What is GNM Nursing? | General Nursing and Midwifery

GNM nursing stands for (General Nursing and Midwifery).

This specialty focuses on educating students on general healthcare and midwifery topics.

It prepares students to adequately support patients with various illnesses, diseases, and injuries in different healthcare settings.

As nurses develop their education and general healthcare knowledge, they move to more specified healthcare areas.

It includes pharmacology, childcare, pediatrics, orthopedics, nutrition, ER nursing, intensive care, midwifery, and other domains.

What Do GNM Nurses Do?

There are numerous responsibilities GNM nursing students learn to apply in their healthcare profession.

It includes monitoring patient vitals, updating medical records, administering medication, and providing wound care.

They also perform phlebotomy and gather bodily fluids for testing.

These healthcare providers work directly with patients treating different illnesses and diseases.

As a result, they must have an adequate understanding of the nursing practice and patient care.

Excellent communication is essential to ensure the healthcare staff understands their roles and the patient’s needs.

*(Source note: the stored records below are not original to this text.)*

use anyhow::Result;
use vulkanalia::vk::{self, DeviceV1_0, Handle, HasBuilder};

use super::{
    constants,
    context::VulkanContext,
    device::VulkanDevice,
    queue_family::QueueRole,
};
use crate::error::{ErrorKind, Fatal};

#[derive(Debug)]
pub struct VulkanCommandBuffer;

impl VulkanCommandBuffer {
    /// A resettable pool on the graphics family, plus a transient pool on the
    /// transfer family when it is a separate one.
    pub unsafe fn create_command_pools(device: &VulkanDevice, context: &mut VulkanContext) -> Result<()> {
        let families = &device.queue_families;

        let info = vk::CommandPoolCreateInfo::builder()
            .flags(vk::CommandPoolCreateFlags::RESET_COMMAND_BUFFER)
            .queue_family_index(families.index(QueueRole::Graphics));
        context.graphics_command_pool = device
            .vk_device
            .create_command_pool(&info, None)
            .fatal(ErrorKind::InitBuffer, "Failed to create graphics command pool")?;

        if families.separate_transfer_queue() {
            let info = vk::CommandPoolCreateInfo::builder()
                .flags(vk::CommandPoolCreateFlags::TRANSIENT)
                .queue_family_index(families.index(QueueRole::Transfer));
            context.transfer_command_pool = device
                .vk_device
                .create_command_pool(&info, None)
                .fatal(ErrorKind::InitBuffer, "Failed to create transfer command pool")?;
        }

        Ok(())
    }

    pub unsafe fn create_command_buffers(
        device: &VulkanDevice,
        context: &mut VulkanContext,
        frames: usize,
    ) -> Result<()> {
        let allocate_info = vk::CommandBufferAllocateInfo::builder()
            .command_pool(context.graphics_command_pool)
            .level(vk::CommandBufferLevel::PRIMARY)
            .command_buffer_count(frames as u32);

        context.command_buffers = device
            .vk_device
            .allocate_command_buffers(&allocate_info)
            .fatal(ErrorKind::InitBuffer, "Failed to allocate command buffers")?;

        Ok(())
    }

    /// Re-records the frame's command buffer to draw the mesh into `image_index`.
    pub unsafe fn record(
        device: &VulkanDevice,
        context: &VulkanContext,
        frame: usize,
        image_index: usize,
    ) -> Result<()> {
        let command_buffer = context.command_buffers[frame];
        let extent = context.swapchain_extent();

        device
            .vk_device
            .reset_command_buffer(command_buffer, vk::CommandBufferResetFlags::empty())
            .fatal(ErrorKind::UpdateRender, "Failed to reset command buffer")?;

        let info = vk::CommandBufferBeginInfo::builder();
        device
            .vk_device
            .begin_command_buffer(command_buffer, &info)
            .fatal(ErrorKind::UpdateRender, "Failed to begin recording command buffer")?;

        let render_area = vk::Rect2D::builder()
            .offset(vk::Offset2D::default())
            .extent(extent);

        let color_clear_value = vk::ClearValue {
            color: vk::ClearColorValue {
                float32: constants::CLEAR_COLOR,
            },
        };
        let depth_clear_value = vk::ClearValue {
            depth_stencil: vk::ClearDepthStencilValue {
                depth: 1.0,
                stencil: 0,
            },
        };

        let clear_values = &[color_clear_value, depth_clear_value];
        let info = vk::RenderPassBeginInfo::builder()
            .render_pass(context.render_pass)
            .framebuffer(context.framebuffers[image_index])
            .render_area(render_area)
            .clear_values(clear_values);

        device
            .vk_device
            .cmd_begin_render_pass(command_buffer, &info, vk::SubpassContents::INLINE);

        device.vk_device.cmd_bind_pipeline(
            command_buffer,
            vk::PipelineBindPoint::GRAPHICS,
            context.pipeline,
        );

        let viewport = vk::Viewport::builder()
            .x(0.0)
            .y(0.0)
            .width(extent.width as f32)
            .height(extent.height as f32)
            .min_depth(0.0)
            .max_depth(1.0);
        device.vk_device.cmd_set_viewport(command_buffer, 0, &[viewport]);

        let scissor = vk::Rect2D::builder()
            .offset(vk::Offset2D { x: 0, y: 0 })
            .extent(extent);
        device.vk_device.cmd_set_scissor(command_buffer, 0, &[scissor]);

        let mesh = &context.mesh_buffers;
        if !mesh.is_empty() {
            device
                .vk_device
                .cmd_bind_vertex_buffers(command_buffer, 0, &[mesh.vertex.buffer], &[0]);
            device.vk_device.cmd_bind_index_buffer(
                command_buffer,
                mesh.index.buffer,
                0,
                vk::IndexType::UINT32,
            );
            device.vk_device.cmd_bind_descriptor_sets(
                command_buffer,
                vk::PipelineBindPoint::GRAPHICS,
                context.pipeline_layout,
                0,
                &[context.descriptor_sets[frame]],
                &[],
            );
            device
                .vk_device
                .cmd_draw_indexed(command_buffer, mesh.index_count, 1, 0, 0, 0);
        }

        device.vk_device.cmd_end_render_pass(command_buffer);

        device
            .vk_device
            .end_command_buffer(command_buffer)
            .fatal(ErrorKind::UpdateRender, "Failed to record command buffer")?;

        Ok(())
    }

    pub unsafe fn destroy(device: &VulkanDevice, context: &mut VulkanContext) {
        // Command buffers are freed with their pool.
        context.command_buffers.clear();
        if !context.transfer_command_pool.is_null() {
            device
                .vk_device
                .destroy_command_pool(context.transfer_command_pool, None);
        }
        if !context.graphics_command_pool.is_null() {
            device
                .vk_device
                .destroy_command_pool(context.graphics_command_pool, None);
        }
        context.transfer_command_pool = vk::CommandPool::null();
        context.graphics_command_pool = vk::CommandPool::null();
    }
}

Finally, comparison and understanding are vital to ensure patients feel comfortable and supported throughout their care.

Typical Daily Duties:

  • Provide emotional support to patients
  • Educate patients about their condition
  • Monitor patient vitals
  • Administer mediations
  • Provide wound care
  • Communicate patient needs with staff
  • Update medical records
  • Draw blood when needed
  • Collect samples

These healthcare providers’ typical duties vary depending on their specialization and employer.

However, a deep understanding of nursing practice, analytical skills, communication, and teamwork are always necessary.

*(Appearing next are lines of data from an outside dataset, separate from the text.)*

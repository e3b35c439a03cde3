use std::time::Duration;

use anyhow::Result;
use log::*;
use winit::dpi::{LogicalSize, PhysicalSize};
use winit::event::{Event, WindowEvent};
use winit::event_loop::EventLoop;
use winit::platform::pump_events::{EventLoopExtPumpEvents, PumpStatus};
use winit::window::{Window, WindowBuilder};

use crate::config::Config;
use crate::error::{ErrorKind, Fatal};

const MINIMIZED_POLL_INTERVAL: Duration = Duration::from_millis(16);

/// Events gathered during one poll of the window.
#[derive(Copy, Clone, Debug, Default, PartialEq, Eq)]
pub struct WindowEvents {
    pub resized: bool,
    pub size: (u32, u32),
}

#[derive(Debug)]
pub struct AppWindow {
    event_loop: EventLoop<()>,
    window: Window,
    close_requested: bool,
}

impl AppWindow {
    pub fn new(config: &Config) -> Result<AppWindow> {
        let event_loop = EventLoop::new().fatal(ErrorKind::InitWindow, "Failed to create event loop")?;
        AppWindow::with_event_loop(event_loop, config)
    }

    pub fn with_event_loop(event_loop: EventLoop<()>, config: &Config) -> Result<AppWindow> {
        let window = WindowBuilder::new()
            .with_title("Ember")
            .with_inner_size(LogicalSize::new(config.width, config.height))
            .with_resizable(true)
            .build(&event_loop)
            .fatal(ErrorKind::InitWindow, "Failed to create window")?;

        Ok(AppWindow {
            event_loop,
            window,
            close_requested: false,
        })
    }

    pub fn window(&self) -> &Window {
        &self.window
    }

    pub fn should_close(&self) -> bool {
        self.close_requested
    }

    pub fn framebuffer_size(&self) -> (u32, u32) {
        let PhysicalSize { width, height } = self.window.inner_size();
        (width, height)
    }

    pub fn is_minimized(&self) -> bool {
        let (width, height) = self.framebuffer_size();
        width == 0 || height == 0
    }

    /// Drains pending events without blocking.
    pub fn poll_events(&mut self) -> WindowEvents {
        self.pump(Duration::ZERO)
    }

    /// Waits briefly for events; used while the window is minimized.
    pub fn wait_events(&mut self) -> WindowEvents {
        self.pump(MINIMIZED_POLL_INTERVAL)
    }

    fn pump(&mut self, timeout: Duration) -> WindowEvents {
        let mut resized = false;
        let mut close_requested = false;

        let status = self.event_loop.pump_events(Some(timeout), |event, _| {
            if let Event::WindowEvent { event, .. } = event {
                match event {
                    WindowEvent::Resized(_) => resized = true,
                    WindowEvent::CloseRequested => close_requested = true,
                    _ => {}
                }
            }
        });

        if let PumpStatus::Exit(code) = status {
            debug!("Event loop exited with code {}.", code);
            close_requested = true;
        }
        if close_requested {
            self.close_requested = true;
        }

        WindowEvents {
            resized,
            size: self.framebuffer_size(),
        }
    }
}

The GNM nursing program lasts approximately three to four years, including roughly six months of internship training.

This program educates students on various aspects of nursing to prepare them for careers in healthcare.

During the program, students learn the ins and outs of nursing.

It includes anatomy and physiology, microbiology, psychology, personal hygiene, nutrition, sociality, and other topics.

They also study medical-surgical nursing, diseases, mental health, community nursing, and computer education.

During the last semester, students learned advanced community health nursing, introduction to research, pediatric nursing, health economics, midwifery, gynecological nursing, and other advanced subjects.

At the end of the program, GNM nursing students earn their bachelor’s degrees.

It enables them to begin working in clinical nursing and provide direct care to ill and injured patients.

In addition to the bachelor’s program, GNMs may also choose to continue their education in a post-graduate program.

These programs enable students to earn their master’s degrees and find work in more prominent positions.

For instance, nurses with an MSN degree can pursue management and leadership roles within their profession.

They can also obtain employment in education, research, and development areas.

Where Do GNM Nurses Work?

GNMs work in various healthcare settings within the public and private sectors.

It includes hospitals, nursing homes, hospices, the armed forces, community centers, healthcare facilities, college universities, and other healthcare settings.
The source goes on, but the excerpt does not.